Every line of the data is to be reproduced exactly.

» **Task material**:
^^^^

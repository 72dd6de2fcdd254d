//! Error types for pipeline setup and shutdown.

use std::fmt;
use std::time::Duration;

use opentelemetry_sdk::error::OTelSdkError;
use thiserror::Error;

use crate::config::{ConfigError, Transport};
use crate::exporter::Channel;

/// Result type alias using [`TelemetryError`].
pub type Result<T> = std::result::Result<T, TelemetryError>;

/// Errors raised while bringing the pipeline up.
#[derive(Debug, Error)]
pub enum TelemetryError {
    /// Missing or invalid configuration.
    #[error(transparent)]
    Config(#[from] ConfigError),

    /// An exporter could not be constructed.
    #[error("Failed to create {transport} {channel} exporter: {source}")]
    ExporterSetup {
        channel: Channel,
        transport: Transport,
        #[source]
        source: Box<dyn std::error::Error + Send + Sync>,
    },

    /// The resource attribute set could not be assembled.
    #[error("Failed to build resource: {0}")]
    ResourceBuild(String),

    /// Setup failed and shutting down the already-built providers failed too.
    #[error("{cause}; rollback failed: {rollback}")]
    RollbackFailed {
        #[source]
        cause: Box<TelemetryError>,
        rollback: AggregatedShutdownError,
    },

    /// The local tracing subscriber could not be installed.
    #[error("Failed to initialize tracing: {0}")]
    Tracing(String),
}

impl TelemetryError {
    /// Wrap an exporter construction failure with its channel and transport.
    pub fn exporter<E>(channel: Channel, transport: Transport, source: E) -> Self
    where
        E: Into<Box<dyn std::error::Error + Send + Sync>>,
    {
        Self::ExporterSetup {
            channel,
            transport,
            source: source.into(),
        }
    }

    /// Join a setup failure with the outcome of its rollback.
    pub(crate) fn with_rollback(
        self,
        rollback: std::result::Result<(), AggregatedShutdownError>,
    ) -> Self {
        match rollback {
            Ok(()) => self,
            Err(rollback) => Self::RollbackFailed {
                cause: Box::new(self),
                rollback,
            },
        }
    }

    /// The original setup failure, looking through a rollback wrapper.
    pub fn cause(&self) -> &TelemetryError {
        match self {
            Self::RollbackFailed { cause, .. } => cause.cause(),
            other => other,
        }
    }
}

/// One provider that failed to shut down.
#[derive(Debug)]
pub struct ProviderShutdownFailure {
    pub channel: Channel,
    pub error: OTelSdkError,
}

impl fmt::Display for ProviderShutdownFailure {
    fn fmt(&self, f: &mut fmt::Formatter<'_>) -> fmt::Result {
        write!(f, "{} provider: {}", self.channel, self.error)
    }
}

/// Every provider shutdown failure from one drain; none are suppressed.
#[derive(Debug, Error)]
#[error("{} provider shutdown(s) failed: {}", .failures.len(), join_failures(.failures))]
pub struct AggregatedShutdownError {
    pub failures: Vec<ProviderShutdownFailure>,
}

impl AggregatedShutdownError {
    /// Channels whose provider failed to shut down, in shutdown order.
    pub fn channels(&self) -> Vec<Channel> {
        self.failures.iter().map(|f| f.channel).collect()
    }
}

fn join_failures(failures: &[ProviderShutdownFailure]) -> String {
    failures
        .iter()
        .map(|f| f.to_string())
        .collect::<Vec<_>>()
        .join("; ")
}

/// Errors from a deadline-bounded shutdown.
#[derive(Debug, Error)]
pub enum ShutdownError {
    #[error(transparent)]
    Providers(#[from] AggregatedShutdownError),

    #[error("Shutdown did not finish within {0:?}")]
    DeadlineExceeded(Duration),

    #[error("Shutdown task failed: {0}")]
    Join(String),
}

^^^^

» **Output**:
repository 72dd6de2fcdd254d
//! Error types for pipeline setup and shutdown.

use std::fmt;
use std::time::Duration;

use opentelemetry_sdk::error::OTelSdkError;
use thiserror::Error;

use crate::config::{ConfigError, Transport};
use crate::exporter::Channel;

/// Result type alias using [`TelemetryError`].
pub type Result<T> = std::result::Result<T, TelemetryError>;

/// Errors raised while bringing the pipeline up.
#[derive(Debug, Error)]
pub enum TelemetryError {
    /// Missing or invalid configuration.
    #[error(transparent)]
    Config(#[from] ConfigError),

    /// An exporter could not be constructed.
    #[error("Failed to create {transport} {channel} exporter: {source}")]
    ExporterSetup {
        channel: Channel,
        transport: Transport,
        #[source]
        source: Box<dyn std::error::Error + Send + Sync>,
    },

    /// The resource attribute set could not be assembled.
    #[error("Failed to build resource: {0}")]
    ResourceBuild(String),

    /// Setup failed and shutting down the already-built providers failed too.
    #[error("{cause}; rollback failed: {rollback}")]
    RollbackFailed {
        #[source]
        cause: Box<TelemetryError>,
        rollback: AggregatedShutdownError,
    },

    /// The local tracing subscriber could not be installed.
    #[error("Failed to initialize tracing: {0}")]
    Tracing(String),
}

impl TelemetryError {
    /// Wrap an exporter construction failure with its channel and transport.
    pub fn exporter<E>(channel: Channel, transport: Transport, source: E) -> Self
    where
        E: Into<Box<dyn std::error::Error + Send + Sync>>,
    {
        Self::ExporterSetup {
            channel,
            transport,
            source: source.into(),
        }
    }

    /// Join a setup failure with the outcome of its rollback.
    pub(crate) fn with_rollback(
        self,
        rollback: std::result::Result<(), AggregatedShutdownError>,
    ) -> Self {
        match rollback {
            Ok(()) => self,
            Err(rollback) => Self::RollbackFailed {
                cause: Box::new(self),
                rollback,
            },
        }
    }

    /// The original setup failure, looking through a rollback wrapper.
    pub fn cause(&self) -> &TelemetryError {
        match self {
            Self::RollbackFailed { cause, .. } => cause.cause(),
            other => other,
        }
    }
}

/// One provider that failed to shut down.
#[derive(Debug)]
pub struct ProviderShutdownFailure {
    pub channel: Channel,
    pub error: OTelSdkError,
}

impl fmt::Display for ProviderShutdownFailure {
    fn fmt(&self, f: &mut fmt::Formatter<'_>) -> fmt::Result {
        write!(f, "{} provider: {}", self.channel, self.error)
    }
}

/// Every provider shutdown failure from one drain; none are suppressed.
#[derive(Debug, Error)]
#[error("{} provider shutdown(s) failed: {}", .failures.len(), join_failures(.failures))]
pub struct AggregatedShutdownError {
    pub failures: Vec<ProviderShutdownFailure>,
}

impl AggregatedShutdownError {
    /// Channels whose provider failed to shut down, in shutdown order.
    pub fn channels(&self) -> Vec<Channel> {
        self.failures.iter().map(|f| f.channel).collect()
    }
}

fn join_failures(failures: &[ProviderShutdownFailure]) -> String {
    failures
        .iter()
        .map(|f| f.to_string())
        .collect::<Vec<_>>()
        .join("; ")
}

/// Errors from a deadline-bounded shutdown.
#[derive(Debug, Error)]
pub enum ShutdownError {
    #[error(transparent)]
    Providers(#[from] AggregatedShutdownError),

    #[error("Shutdown did not finish within {0:?}")]
    DeadlineExceeded(Duration),

    #[error("Shutdown task failed: {0}")]
    Join(String),
}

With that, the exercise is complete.